The Ensign is always informative and spiritually uplifting. However, in the June issue on page 15, “Questions about Coping Financially,” a brief sentence states, “Life insurance can be important, depending upon your circumstances, and the principles regarding term insurance are financially sensible.”
I’ve found that both term and whole-life can be financially sensible, depending upon the findings of an analysis of the insured’s financial profile and short- and long-term goals. I feel the brevity of the statement is unfortunate and erroneous. In my opinion it would be just as wrong to make the same statement about whole-life.
Richard E. Bernard Downey, California
The scriptures in foreign languages
On page 20 of the April 1980 Ensign you list translations of the Book of Mormon, but the Czech translation is not included. The Book of Mormon was translated in Czech in 1931, and in 1933 it was officially published in Prague by the mission president at that time.
Also, I remember that in the late 1950s we had a Czech translation of the Doctrine and Covenants. It wasn’t complete, and it was only typewritten, but it was a great source of inspiration for us then.
Milosh Benesh Vista, California
The data published in the April Ensign (pp. 18–19) reported language translations of the Book of Mormon, Doctrine and Covenants, and Pearl of Great Price that are currently available. Individuals throughout the Church have informed us of translations into the Czech, Welsh, Hawaiian, and Maori languages, but if there are not copies presently being distributed or available in that tongue, then the tongue was not counted.
“Pioneer Lullaby,” June 1980, p. 25, third line, third measure, should show an F-natural instead of F-sharp in the chord. Correction shown may be cut out and pasted over the original in the magazine.
Loved home town
We were disappointed that in your February 1980 issue you did not mention the little town of Woodruff, Arizona, among the early western settlements along the Little Colorado River.
With my mother’s help I wrote the history of Woodruff, entitled Our Town and People, at the time Woodruff’s first chapel was dedicated in 1958. There is a copy in the Church Historical Department. Later, Marjorie G. Lupher added to it, making a hard-bound book of 200 pages.

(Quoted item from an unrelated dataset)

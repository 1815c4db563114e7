pub mod entity;
pub mod repository;
pub mod value_objects;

If you ever need a heartfelt story of a loved home town, Woodruff is a wonderful candidate.
Nina B. Brewer Chula Vista, California
June 1980: “The illustration ‘Emigrants Crossing the Plains,’ inside front cover, was a steel engraving by Felix Octavius Car Darley, American illustrator, 1822–1888. It was published in Picturesque America, vol. 2, 1874, and was republished by American Heritage (monthly magazine) in 1974.” John S. Rieske, Ostrander, Ohio.

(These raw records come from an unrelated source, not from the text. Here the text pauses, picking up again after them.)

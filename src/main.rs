use seva_gallery::{
    application::{
        auth::use_case::AuthUseCase, media::use_case::MediaUseCase,
        social::use_case::SocialUseCase,
    },
    config::Config,
    domain::auth::provider::AuthProvider,
    infrastructure::{
        auth::{
            local_admin_provider::LocalAdminAuthProvider,
            supabase_auth_provider::SupabaseAuthProvider,
        },
        database::pool::{create_pool, run_migrations},
        repositories::{
            sqlx_media_repository::SqlxMediaRepository,
            sqlx_social_repository::SqlxSocialRepository,
        },
        storage::supabase_storage_service::SupabaseStorageService,
        throttle::redis_throttle::RedisThrottle,
    },
    presentation::http::{
        routes::{create_router, with_http_layers},
        state::AppState,
    },
};
use std::sync::Arc;
use std::time::Duration;

#[tokio::main]
async fn main() -> anyhow::Result<()> {
    dotenvy::dotenv().ok();

    let env_filter = tracing_subscriber::EnvFilter::try_from_default_env()
        .or_else(|_| {
            tracing_subscriber::EnvFilter::try_new("info,seva_gallery=debug,tower_http=debug")
        })
        .unwrap_or_else(|_| tracing_subscriber::EnvFilter::new("info"));

    tracing_subscriber::fmt().with_env_filter(env_filter).init();

    let config = Config::from_env()?;
    let db = create_pool(&config.database_url, config.database_max_connections).await?;
    if config.run_migrations {
        run_migrations(&db, config.ignore_missing_migrations).await?;
    }

    let http_client = reqwest::Client::builder()
        .timeout(Duration::from_secs(config.remote_timeout_seconds))
        .build()?;

    let storage = Arc::new(SupabaseStorageService::new(
        http_client.clone(),
        &config.supabase_url,
        config.supabase_anon_key.clone(),
    ));

    let auth_provider: Arc<dyn AuthProvider> = match config.local_admin_credentials() {
        Some((hash, secret)) => {
            tracing::info!("Using local admin sign-in");
            Arc::new(LocalAdminAuthProvider::new(
                &config.admin_email,
                hash.to_string(),
                secret.to_string(),
            ))
        }
        None => Arc::new(SupabaseAuthProvider::new(
            http_client,
            &config.supabase_url,
            config.supabase_anon_key.clone(),
        )),
    };

    let redis = config
        .redis_url
        .as_deref()
        .map(redis::Client::open)
        .transpose()?;
    if redis.is_none() {
        tracing::warn!("REDIS_URL not set, comment debounce disabled");
    }

    let state = AppState {
        media: Arc::new(MediaUseCase::new(
            Box::new(SqlxMediaRepository::new(db.clone())),
            storage,
        )),
        social: Arc::new(SocialUseCase::new(Box::new(SqlxSocialRepository::new(db)))),
        auth: Arc::new(AuthUseCase::new(auth_provider, &config.admin_email)),
        throttle: Arc::new(RedisThrottle::new(redis, config.comment_cooldown_seconds)),
        config: config.clone(),
    };

    let app = with_http_layers(create_router(state), &config);

    let addr = format!("{}:{}", config.host, config.port);
    let listener = tokio::net::TcpListener::bind(&addr).await?;
    tracing::info!("Gallery API listening on {}", addr);
    axum::serve(listener, app)
        .with_graceful_shutdown(shutdown_signal())
        .await?;
    Ok(())
}

async fn shutdown_signal() {
    let ctrl_c = async {
        if let Err(e) = tokio::signal::ctrl_c().await {
            tracing::error!("failed to install Ctrl+C handler: {}", e);
            std::future::pending::<()>().await;
        }
    };

    #[cfg(unix)]
    let terminate = async {
        match tokio::signal::unix::signal(tokio::signal::unix::SignalKind::terminate()) {
            Ok(mut signal) => {
                signal.recv().await;
            }
            Err(e) => {
                tracing::error!("failed to install SIGTERM handler: {}", e);
                std::future::pending::<()>().await;
            }
        }
    };

    #[cfg(not(unix))]
    let terminate = std::future::pending::<()>();

    tokio::select! {
        _ = ctrl_c => {
            tracing::info!("Ctrl+C received, initiating graceful shutdown");
        }
        _ = terminate => {
            tracing::info!("SIGTERM received, initiating graceful shutdown");
        }
    }
}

July 1980: Top photo, p. 11, is the Nauvoo Legion Band, photographed in the 1860s. Photo, p. 65, extreme right, is Mary Horsepool Derrick, a sister of Harriet Maria Horsepool Nye, whose photo is shown below.
Weather vane in question
The March 1980 cover shows a watercolor picture of the Kirtland Temple by Al Rounds with a cross on top. Did the artist just put one on it? Or did we really have one on there?

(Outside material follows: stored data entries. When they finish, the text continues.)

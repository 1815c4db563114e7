use serde::{Deserialize, Serialize};
use std::str::FromStr;
use ts_rs::TS;

use crate::domain::errors::DomainError;

#[derive(Debug, Clone, Copy, Default, Serialize, Deserialize, TS, PartialEq, Eq)]
#[serde(rename_all = "lowercase")]
#[ts(export)]
pub enum Theme {
    #[default]
    Light,
    Dark,
}

impl Theme {
    pub fn toggle(self) -> Self {
        match self {
            Theme::Light => Theme::Dark,
            Theme::Dark => Theme::Light,
        }
    }

    pub fn as_str(&self) -> &'static str {
        match self {
            Theme::Light => "light",
            Theme::Dark => "dark",
        }
    }
}

impl FromStr for Theme {
    type Err = DomainError;

    fn from_str(s: &str) -> Result<Self, Self::Err> {
        match s.trim().to_ascii_lowercase().as_str() {
            "light" => Ok(Theme::Light),
            "dark" => Ok(Theme::Dark),
            other => Err(DomainError::ValidationError(format!(
                "unknown theme '{}'",
                other
            ))),
        }
    }
}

Tobin Costello Charleston, South Carolina
What looks like a cross on the artwork in question is actually a weather vane.
Many people are confused about the purposes for writing journals. I started writing my journal long ago just after I became confused about some of my ancestors who were born in the mid-1800s, moved from Pennsylvania and New York to California, married Californians, and lived and died there. I did not want my progeny to wonder why I married a New Yorker in California and how we moved to Salt Lake City.
Because of my journal-keeping efforts, I have learned that we must keep our journals up to date. If we don’t, we tend to forget the experiences, feelings, and details connected with important events in our lives. It is for this reason that I started writing our son’s journal from the day he was born. I will turn this project over to him at some future time, but until he can record his experiences himself I will record them for him. I do not want important accomplishments in his life to be forgotten.